In the realm of coding challenges, a common problem is to count divisible pairs in an array. Given an array of integers, the task is to identify pairs of elements that are divisible by each other and then count the total number of such pairs. This problem finds its applications in various domains such as data analysis, competitive programming, and algorithmic research.

Problem Statement and Description

Consider an array of integers: [5, 8, 2, 4, 9, 3]. The goal is to find and count pairs of elements in the array that are divisible by each other. In other words, for each pair (i, j), if collection[i] is divisible by collection[j] or collection[j] is divisible by collection[i], the pair qualifies as a divisible pair.

Example

For the given array [5, 8, 2, 4, 9, 3], there are four divisible pairs: (8, 2), (8, 4), (4, 2), and (9, 3).

Idea to Solve the Problem

To solve this problem, a brute force approach can be used.
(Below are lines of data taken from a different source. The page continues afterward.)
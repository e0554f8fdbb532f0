//! Command handlers -- one module per subcommand

pub mod config;
pub mod deploy;
pub mod drive;
pub mod status;
pub mod ui;
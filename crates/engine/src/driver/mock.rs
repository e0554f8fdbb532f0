//! Scripted `anchore-cli` for driver tests
//!
//! [`ScriptedCli`] hands every call's user and subcommand to a responder.
//! [`engine_api`] builds a responder that answers account, image and system
//! commands like a healthy engine.

use std::collections::BTreeMap;
use std::sync::Mutex;

use serde_json::json;

use super::{CliOutput, CliRunner};
use crate::EngineError;

/// The subcommand starts after `--json --u U --p P --url URL`
const SUBCOMMAND_OFFSET: usize = 7;

type Responder = Box<dyn Fn(&str, &[String]) -> CliOutput + Send + Sync>;

/// Runner backed by a responder function
pub struct ScriptedCli {
    responder: Responder,
    calls: Mutex<Vec<Vec<String>>>,
}

impl ScriptedCli {
    /// The responder receives `(user, subcommand args)`.
    pub fn new<F>(responder: F) -> Self
    where
        F: Fn(&str, &[String]) -> CliOutput + Send + Sync + 'static,
    {
        Self {
            responder: Box::new(responder),
            calls: Mutex::new(Vec::new()),
        }
    }

    pub fn calls(&self) -> Vec<Vec<String>> {
        self.calls.lock().map(|c| c.clone()).unwrap_or_default()
    }

    /// Calls whose leading arguments equal `command`
    pub fn count(&self, command: &[&str]) -> usize {
        self.calls()
            .iter()
            .filter(|call| call.len() >= command.len() && call.iter().zip(command).all(|(a, b)| a == b))
            .count()
    }
}

impl CliRunner for ScriptedCli {
    async fn run(&self, args: Vec<String>) -> Result<CliOutput, EngineError> {
        let user = args.get(2).cloned().unwrap_or_default();
        let sub: Vec<String> = args.into_iter().skip(SUBCOMMAND_OFFSET).collect();
        if let Ok(mut calls) = self.calls.lock() {
            calls.push(sub.clone());
        }
        Ok((self.responder)(&user, &sub))
    }
}

#[derive(Default)]
struct ApiState {
    /// account name -> state
    accounts: BTreeMap<String, String>,
    /// account name -> users
    users: BTreeMap<String, Vec<String>>,
}

/// Responder that behaves like a healthy engine API
pub fn engine_api() -> impl Fn(&str, &[String]) -> CliOutput + Send + Sync + 'static {
    let state = Mutex::new(ApiState::default());
    move |user: &str, args: &[String]| {
        let Ok(mut state) = state.lock() else {
            return CliOutput::failed("");
        };
        let args: Vec<&str> = args.iter().map(String::as_str).collect();
        let admin = user == "admin";
        match args.as_slice() {
            ["account", "add", "--email", _, name] => {
                state.accounts.insert((*name).to_owned(), "enabled".to_owned());
                CliOutput::ok(json!({"name": name, "state": "enabled"}).to_string())
            }
            ["account", "get", name] => match state.accounts.get(*name) {
                Some(s) => CliOutput::ok(json!({"name": name, "state": s}).to_string()),
                None => CliOutput::failed(json!({"httpcode": 404, "message": "not found"}).to_string()),
            },
            ["account", verb @ ("enable" | "disable"), name] => {
                let new_state = if *verb == "enable" { "enabled" } else { "disabled" };
                state.accounts.insert((*name).to_owned(), new_state.to_owned());
                CliOutput::ok(json!({"name": name, "state": new_state}).to_string())
            }
            ["account", "del", "--dontask", name] => {
                if state.accounts.get(*name).map(String::as_str) == Some("enabled") {
                    CliOutput::failed(json!({
                        "httpcode": 400,
                        "message": "Invalid account state change requested. Cannot go from state enabled to state deleting"
                    }).to_string())
                } else {
                    state.accounts.insert((*name).to_owned(), "deleting".to_owned());
                    CliOutput::ok(json!({"name": name, "state": "deleting"}).to_string())
                }
            }
            ["account", "list"] | ["account", "user", "list", "--account", _] if !admin => {
                CliOutput::failed(json!({"httpcode": 403, "message": "Unauthorized"}).to_string())
            }
            ["account", "list"] => {
                let names: Vec<_> = state.accounts.keys().map(|n| json!({"name": n})).collect();
                CliOutput::ok(json!(names).to_string())
            }
            ["account", "user", "add", "--account", account, username, _password] => {
                state
                    .users
                    .entry((*account).to_owned())
                    .or_default()
                    .push((*username).to_owned());
                CliOutput::ok(
                    json!({"username": username, "created_at": "2020-03-01T00:00:00Z"}).to_string(),
                )
            }
            ["account", "user", "list"] => CliOutput::ok(json!([{"username": "admin"}]).to_string()),
            ["account", "user", "list", "--account", account] => {
                let users = state.users.get(*account).cloned().unwrap_or_default();
                CliOutput::ok(json!(users.iter().map(|u| json!({"username": u})).collect::<Vec<_>>()).to_string())
            }
            ["account", "user", "get" | "del", "--account", _, _]
            | ["account", "user", "setpassword", "--account", _, "--username", _, _]
            | ["account", "whoami"] => CliOutput::ok("{}"),
            ["image", "add", image] => {
                CliOutput::ok(json!([{"image_status": "active", "tag": image}]).to_string())
            }
            ["image", "wait", ..] => CliOutput::ok(json!([{"analysis_status": "analyzed"}]).to_string()),
            ["image", "get", _] => CliOutput::ok(json!([{"analysis_status": "analyzed"}]).to_string()),
            ["image", "content", _] => CliOutput::ok(json!(["os", "files"]).to_string()),
            ["image", "content", _, kind] => {
                CliOutput::ok(json!({"content": [{"type": kind}], "content_type": kind}).to_string())
            }
            ["image", "metadata", _] => CliOutput::ok(
                json!({"manifest": "", "docker_history": "", "dockerfile": ""}).to_string(),
            ),
            ["image", "metadata", _, kind] => {
                CliOutput::ok(json!({"metadata_type": kind, "metadata": ""}).to_string())
            }
            ["image", "list"] => CliOutput::ok(json!([{}, {}]).to_string()),
            ["image", "vuln", _, kind] => CliOutput::ok(
                json!({"vulnerability_type": kind, "vulnerabilities": []}).to_string(),
            ),
            ["image", "del", "--force", _] => CliOutput::ok(json!({"status": "deleting"}).to_string()),
            ["image", "del", _] => CliOutput::failed(
                json!({
                    "httpcode": 409,
                    "message": "cannot delete image that is the latest of its tags, and has active subscription"
                })
                .to_string(),
            ),
            ["system", "status"] => CliOutput::ok(
                json!({"service_states": [{"servicename": "apiext", "status": true}]}).to_string(),
            ),
            ["system", "feeds", "list"] => {
                CliOutput::ok(json!([{"name": "vulnerabilities"}, {"name": "nvdv2"}]).to_string())
            }
            _ => CliOutput::failed(json!({"httpcode": 400, "message": "unknown command"}).to_string()),
        }
    }
}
For each pair of elements (i, j) in the array, check if either collection[i] is divisible by collection[j] or collection[j] is divisible by collection[i]. If this condition is met, increment the count of divisible pairs.

Standard Pseudocode

divisible_pair(collection[], size)
    result = 0
    for i = 0 to size - 2
        for j = i + 1 to size - 1
            if collection[i] % collection[j] == 0 or collection[j] % collection[i] == 0
                result++
    print "Total divisible pairs:", result

Algorithm Explanation

  1. Initialize result to 0 to store the count of divisible pairs.
  2. Iterate through each pair of elements (i, j) in the array using nested loops.
  3. For each pair, check if either collection[i] is divisible by collection[j] or collection[j] is divisible by collection[i].
  4. If the above condition is satisfied, increment the result counter.
  5. After iterating through all pairs, print the total count of divisible pairs.

Code Solution

//C++ Program 
//Count divisible pairs in an array
#include <stdio.h>

//Function which is counting all divisible pairs
void divisible_pair(int collection[],int size)
{
  int result = 0;

  for (int i = 0; i < size; ++i)
  {
    for (int j = i+1; j < size; ++j)
    {
      //Check if  [i] and [j] element are divisible ?
      if(collection[i]%collection[j]==0 || collection[j]%collection[i]==0)
      {
        result++;
      }
    }
  }
  printf("Total divisible pairs : %d\n",result );

}
int main()
{
  //Define array elements
  int collection[]={5,8,2,4,9,3};

  //Get the size of array
  int size=sizeof(collection)/sizeof(collection[0]);

  divisible_pair(collection,size);
  
  return 0;
}

Output

Total divisible pairs : 4
/*
  C++ Program
  Count divisible pairs in an array
*/
#include<iostream>
using namespace std;

class MyArray {
	public:

		//Function which is counting all divisible pairs
		void divisible_pair(int collection[], int size) {
			int result = 0;
			for (int i = 0; i < size; ++i) {
				for (int j = i + 1; j < size; ++j) {
					//Check if  [i] and [j] element are divisible ?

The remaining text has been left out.